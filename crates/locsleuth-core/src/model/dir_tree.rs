/// Arena-backed directory tree with capacity frozen at construction.
///
/// All nodes live in a single `Vec<DirNode>` that is reserved to its maximum
/// size up front and never grows past it. Insertion therefore never
/// reallocates, which keeps every issued `NodeIndex` (and any `&DirNode`
/// derived from one) valid while other insertions and atomic count updates
/// proceed. That stability is the whole point of the design: a future
/// parallel scanner can hold references into the arena while sibling
/// subtrees are still being built.
use super::dir_node::{DirNode, NodeIndex};
use crate::error::TreeError;
use compact_str::CompactString;

/// The aggregation tree produced by a scan: one node per directory.
#[derive(Debug)]
pub struct DirTree {
    /// Arena: every node in a flat, cache-friendly vector.
    nodes: Vec<DirNode>,
    /// Hard ceiling on node count, fixed at reservation time.
    max_nodes: usize,
    /// Root node index, set exactly once.
    root: Option<NodeIndex>,
}

impl DirTree {
    /// Create an empty tree whose arena is reserved for up to `max_nodes`
    /// nodes and locked against any growth beyond that.
    ///
    /// The reservation happens before any node reference is handed out, so
    /// no later insertion can relocate the arena.
    pub fn reserve(max_nodes: usize) -> Result<Self, TreeError> {
        let mut nodes = Vec::new();
        nodes
            .try_reserve_exact(max_nodes)
            .map_err(|_| TreeError::Reserve {
                requested: max_nodes,
            })?;
        Ok(Self {
            nodes,
            max_nodes,
            root: None,
        })
    }

    /// Set the tree's single root.
    pub fn insert_root(&mut self, name: CompactString) -> Result<NodeIndex, TreeError> {
        if self.root.is_some() {
            return Err(TreeError::RootAlreadySet);
        }
        let idx = self.alloc(DirNode::new(name, None, 0))?;
        self.root = Some(idx);
        Ok(idx)
    }

    /// Append a new child under `parent`, at the tail of its sibling list.
    ///
    /// Tail insertion keeps sibling iteration order equal to insertion
    /// order, which the stable consolidation sort relies on for
    /// deterministic tie-breaking.
    pub fn insert_child(
        &mut self,
        parent: NodeIndex,
        name: CompactString,
    ) -> Result<NodeIndex, TreeError> {
        let depth = self.nodes[parent.idx()].depth + 1;
        let idx = self.alloc(DirNode::new(name, Some(parent), depth))?;

        match self.nodes[parent.idx()].last_child {
            Some(prev) => self.nodes[prev.idx()].next_sibling = Some(idx),
            None => self.nodes[parent.idx()].first_child = Some(idx),
        }
        self.nodes[parent.idx()].last_child = Some(idx);
        Ok(idx)
    }

    /// Push a node into the arena, enforcing the frozen capacity.
    fn alloc(&mut self, node: DirNode) -> Result<NodeIndex, TreeError> {
        if self.nodes.len() >= self.max_nodes {
            return Err(TreeError::CapacityExceeded {
                max_nodes: self.max_nodes,
            });
        }
        let idx = NodeIndex::new(self.nodes.len());
        self.nodes.push(node);
        Ok(idx)
    }

    /// Get a node by index. O(1); valid for the tree's whole lifetime.
    #[inline]
    pub fn get(&self, index: NodeIndex) -> &DirNode {
        &self.nodes[index.idx()]
    }

    /// Mutable access to a node. Counter updates do not need this — the
    /// atomic accumulators work through [`get`](Self::get).
    #[inline]
    pub fn get_mut(&mut self, index: NodeIndex) -> &mut DirNode {
        &mut self.nodes[index.idx()]
    }

    /// Parent of a node. O(1); `None` for the root.
    #[inline]
    pub fn parent_of(&self, index: NodeIndex) -> Option<NodeIndex> {
        self.nodes[index.idx()].parent
    }

    /// The root node, if one has been inserted.
    #[inline]
    pub fn root(&self) -> Option<NodeIndex> {
        self.root
    }

    /// Total number of nodes in the tree.
    #[inline]
    pub fn len(&self) -> usize {
        self.nodes.len()
    }

    /// Returns `true` if the tree contains no nodes.
    #[inline]
    pub fn is_empty(&self) -> bool {
        self.nodes.is_empty()
    }

    /// Iterate over the direct children of a node, in sibling order.
    pub fn children(&self, parent: NodeIndex) -> ChildIter<'_> {
        ChildIter {
            tree: self,
            current: self.nodes[parent.idx()].first_child,
        }
    }

    /// Lazy parent-before-children traversal of the whole tree.
    /// Each call yields a fresh sequence.
    pub fn pre_order(&self) -> PreOrder<'_> {
        PreOrder {
            tree: self,
            stack: self.root.into_iter().collect(),
        }
    }

    /// Lazy children-before-parent traversal of the whole tree.
    /// Each call yields a fresh sequence.
    pub fn post_order(&self) -> PostOrder<'_> {
        PostOrder {
            tree: self,
            stack: self.root.map(|r| (r, false)).into_iter().collect(),
        }
    }

    /// Stable in-place reorder of `parent`'s direct children using the
    /// supplied total order. Descendants' internal order is untouched;
    /// ties keep their insertion order.
    pub fn sort_children_by<F>(&mut self, parent: NodeIndex, mut cmp: F)
    where
        F: FnMut(&DirNode, &DirNode) -> std::cmp::Ordering,
    {
        let mut children: Vec<NodeIndex> = self.children(parent).collect();
        if children.len() < 2 {
            return;
        }

        let nodes = &self.nodes;
        children.sort_by(|&a, &b| cmp(&nodes[a.idx()], &nodes[b.idx()]));

        // Re-link the sibling list without moving nodes in the arena.
        self.nodes[parent.idx()].first_child = children.first().copied();
        self.nodes[parent.idx()].last_child = children.last().copied();
        for pair in children.windows(2) {
            self.nodes[pair[0].idx()].next_sibling = Some(pair[1]);
        }
        if let Some(&last) = children.last() {
            self.nodes[last.idx()].next_sibling = None;
        }
    }
}

/// Iterator over the children of a node.
pub struct ChildIter<'a> {
    tree: &'a DirTree,
    current: Option<NodeIndex>,
}

impl Iterator for ChildIter<'_> {
    type Item = NodeIndex;

    fn next(&mut self) -> Option<NodeIndex> {
        let idx = self.current?;
        self.current = self.tree.nodes[idx.idx()].next_sibling;
        Some(idx)
    }
}

/// Lazy pre-order traversal (parent before children).
pub struct PreOrder<'a> {
    tree: &'a DirTree,
    stack: Vec<NodeIndex>,
}

impl Iterator for PreOrder<'_> {
    type Item = NodeIndex;

    fn next(&mut self) -> Option<NodeIndex> {
        let idx = self.stack.pop()?;
        // Push children, then reverse the pushed slice so the first child
        // ends up on top of the stack and is yielded next.
        let pushed_at = self.stack.len();
        let mut child = self.tree.nodes[idx.idx()].first_child;
        while let Some(c) = child {
            self.stack.push(c);
            child = self.tree.nodes[c.idx()].next_sibling;
        }
        self.stack[pushed_at..].reverse();
        Some(idx)
    }
}

/// Lazy post-order traversal (children before parent).
pub struct PostOrder<'a> {
    tree: &'a DirTree,
    /// `(node, children_done)` — a node is yielded the second time it is
    /// popped, after its whole subtree has been emitted.
    stack: Vec<(NodeIndex, bool)>,
}

impl Iterator for PostOrder<'_> {
    type Item = NodeIndex;

    fn next(&mut self) -> Option<NodeIndex> {
        while let Some((idx, children_done)) = self.stack.pop() {
            if children_done {
                return Some(idx);
            }
            self.stack.push((idx, true));
            let pushed_at = self.stack.len();
            let mut child = self.tree.nodes[idx.idx()].first_child;
            while let Some(c) = child {
                self.stack.push((c, false));
                child = self.tree.nodes[c.idx()].next_sibling;
            }
            self.stack[pushed_at..].reverse();
        }
        None
    }
}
####################
What to work on —
From the listing above, reproduce all the lines exactly.

Result below —
filename crates/locsleuth-core/src/model/dir_tree.rs
/// Arena-backed directory tree with capacity frozen at construction.
///
/// All nodes live in a single `Vec<DirNode>` that is reserved to its maximum
/// size up front and never grows past it. Insertion therefore never
/// reallocates, which keeps every issued `NodeIndex` (and any `&DirNode`
/// derived from one) valid while other insertions and atomic count updates
/// proceed. That stability is the whole point of the design: a future
/// parallel scanner can hold references into the arena while sibling
/// subtrees are still being built.
use super::dir_node::{DirNode, NodeIndex};
use crate::error::TreeError;
use compact_str::CompactString;

/// The aggregation tree produced by a scan: one node per directory.
#[derive(Debug)]
pub struct DirTree {
    /// Arena: every node in a flat, cache-friendly vector.
    nodes: Vec<DirNode>,
    /// Hard ceiling on node count, fixed at reservation time.
    max_nodes: usize,
    /// Root node index, set exactly once.
    root: Option<NodeIndex>,
}

impl DirTree {
    /// Create an empty tree whose arena is reserved for up to `max_nodes`
    /// nodes and locked against any growth beyond that.
    ///
    /// The reservation happens before any node reference is handed out, so
    /// no later insertion can relocate the arena.
    pub fn reserve(max_nodes: usize) -> Result<Self, TreeError> {
        let mut nodes = Vec::new();
        nodes
            .try_reserve_exact(max_nodes)
            .map_err(|_| TreeError::Reserve {
                requested: max_nodes,
            })?;
        Ok(Self {
            nodes,
            max_nodes,
            root: None,
        })
    }

    /// Set the tree's single root.
    pub fn insert_root(&mut self, name: CompactString) -> Result<NodeIndex, TreeError> {
        if self.root.is_some() {
            return Err(TreeError::RootAlreadySet);
        }
        let idx = self.alloc(DirNode::new(name, None, 0))?;
        self.root = Some(idx);
        Ok(idx)
    }

    /// Append a new child under `parent`, at the tail of its sibling list.
    ///
    /// Tail insertion keeps sibling iteration order equal to insertion
    /// order, which the stable consolidation sort relies on for
    /// deterministic tie-breaking.
    pub fn insert_child(
        &mut self,
        parent: NodeIndex,
        name: CompactString,
    ) -> Result<NodeIndex, TreeError> {
        let depth = self.nodes[parent.idx()].depth + 1;
        let idx = self.alloc(DirNode::new(name, Some(parent), depth))?;

        match self.nodes[parent.idx()].last_child {
            Some(prev) => self.nodes[prev.idx()].next_sibling = Some(idx),
            None => self.nodes[parent.idx()].first_child = Some(idx),
        }
        self.nodes[parent.idx()].last_child = Some(idx);
        Ok(idx)
    }

    /// Push a node into the arena, enforcing the frozen capacity.
    fn alloc(&mut self, node: DirNode) -> Result<NodeIndex, TreeError> {
        if self.nodes.len() >= self.max_nodes {
            return Err(TreeError::CapacityExceeded {
                max_nodes: self.max_nodes,
            });
        }
        let idx = NodeIndex::new(self.nodes.len());
        self.nodes.push(node);
        Ok(idx)
    }

    /// Get a node by index. O(1); valid for the tree's whole lifetime.
    #[inline]
    pub fn get(&self, index: NodeIndex) -> &DirNode {
        &self.nodes[index.idx()]
    }

    /// Mutable access to a node. Counter updates do not need this — the
    /// atomic accumulators work through [`get`](Self::get).
    #[inline]
    pub fn get_mut(&mut self, index: NodeIndex) -> &mut DirNode {
        &mut self.nodes[index.idx()]
    }

    /// Parent of a node. O(1); `None` for the root.
    #[inline]
    pub fn parent_of(&self, index: NodeIndex) -> Option<NodeIndex> {
        self.nodes[index.idx()].parent
    }

    /// The root node, if one has been inserted.
    #[inline]
    pub fn root(&self) -> Option<NodeIndex> {
        self.root
    }

    /// Total number of nodes in the tree.
    #[inline]
    pub fn len(&self) -> usize {
        self.nodes.len()
    }

    /// Returns `true` if the tree contains no nodes.
    #[inline]
    pub fn is_empty(&self) -> bool {
        self.nodes.is_empty()
    }

    /// Iterate over the direct children of a node, in sibling order.
    pub fn children(&self, parent: NodeIndex) -> ChildIter<'_> {
        ChildIter {
            tree: self,
            current: self.nodes[parent.idx()].first_child,
        }
    }

    /// Lazy parent-before-children traversal of the whole tree.
    /// Each call yields a fresh sequence.
    pub fn pre_order(&self) -> PreOrder<'_> {
        PreOrder {
            tree: self,
            stack: self.root.into_iter().collect(),
        }
    }

    /// Lazy children-before-parent traversal of the whole tree.
    /// Each call yields a fresh sequence.
    pub fn post_order(&self) -> PostOrder<'_> {
        PostOrder {
            tree: self,
            stack: self.root.map(|r| (r, false)).into_iter().collect(),
        }
    }

    /// Stable in-place reorder of `parent`'s direct children using the
    /// supplied total order. Descendants' internal order is untouched;
    /// ties keep their insertion order.
    pub fn sort_children_by<F>(&mut self, parent: NodeIndex, mut cmp: F)
    where
        F: FnMut(&DirNode, &DirNode) -> std::cmp::Ordering,
    {
        let mut children: Vec<NodeIndex> = self.children(parent).collect();
        if children.len() < 2 {
            return;
        }

        let nodes = &self.nodes;
        children.sort_by(|&a, &b| cmp(&nodes[a.idx()], &nodes[b.idx()]));

        // Re-link the sibling list without moving nodes in the arena.
        self.nodes[parent.idx()].first_child = children.first().copied();
        self.nodes[parent.idx()].last_child = children.last().copied();
        for pair in children.windows(2) {
            self.nodes[pair[0].idx()].next_sibling = Some(pair[1]);
        }
        if let Some(&last) = children.last() {
            self.nodes[last.idx()].next_sibling = None;
        }
    }
}

/// Iterator over the children of a node.
pub struct ChildIter<'a> {
    tree: &'a DirTree,
    current: Option<NodeIndex>,
}

impl Iterator for ChildIter<'_> {
    type Item = NodeIndex;

    fn next(&mut self) -> Option<NodeIndex> {
        let idx = self.current?;
        self.current = self.tree.nodes[idx.idx()].next_sibling;
        Some(idx)
    }
}

/// Lazy pre-order traversal (parent before children).
pub struct PreOrder<'a> {
    tree: &'a DirTree,
    stack: Vec<NodeIndex>,
}

impl Iterator for PreOrder<'_> {
    type Item = NodeIndex;

    fn next(&mut self) -> Option<NodeIndex> {
        let idx = self.stack.pop()?;
        // Push children, then reverse the pushed slice so the first child
        // ends up on top of the stack and is yielded next.
        let pushed_at = self.stack.len();
        let mut child = self.tree.nodes[idx.idx()].first_child;
        while let Some(c) = child {
            self.stack.push(c);
            child = self.tree.nodes[c.idx()].next_sibling;
        }
        self.stack[pushed_at..].reverse();
        Some(idx)
    }
}

/// Lazy post-order traversal (children before parent).
pub struct PostOrder<'a> {
    tree: &'a DirTree,
    /// `(node, children_done)` — a node is yielded the second time it is
    /// popped, after its whole subtree has been emitted.
    stack: Vec<(NodeIndex, bool)>,
}

impl Iterator for PostOrder<'_> {
    type Item = NodeIndex;

    fn next(&mut self) -> Option<NodeIndex> {
        while let Some((idx, children_done)) = self.stack.pop() {
            if children_done {
                return Some(idx);
            }
            self.stack.push((idx, true));
            let pushed_at = self.stack.len();
            let mut child = self.tree.nodes[idx.idx()].first_child;
            while let Some(c) = child {
                self.stack.push((c, false));
                child = self.tree.nodes[c.idx()].next_sibling;
            }
            self.stack[pushed_at..].reverse();
        }
        None
    }
}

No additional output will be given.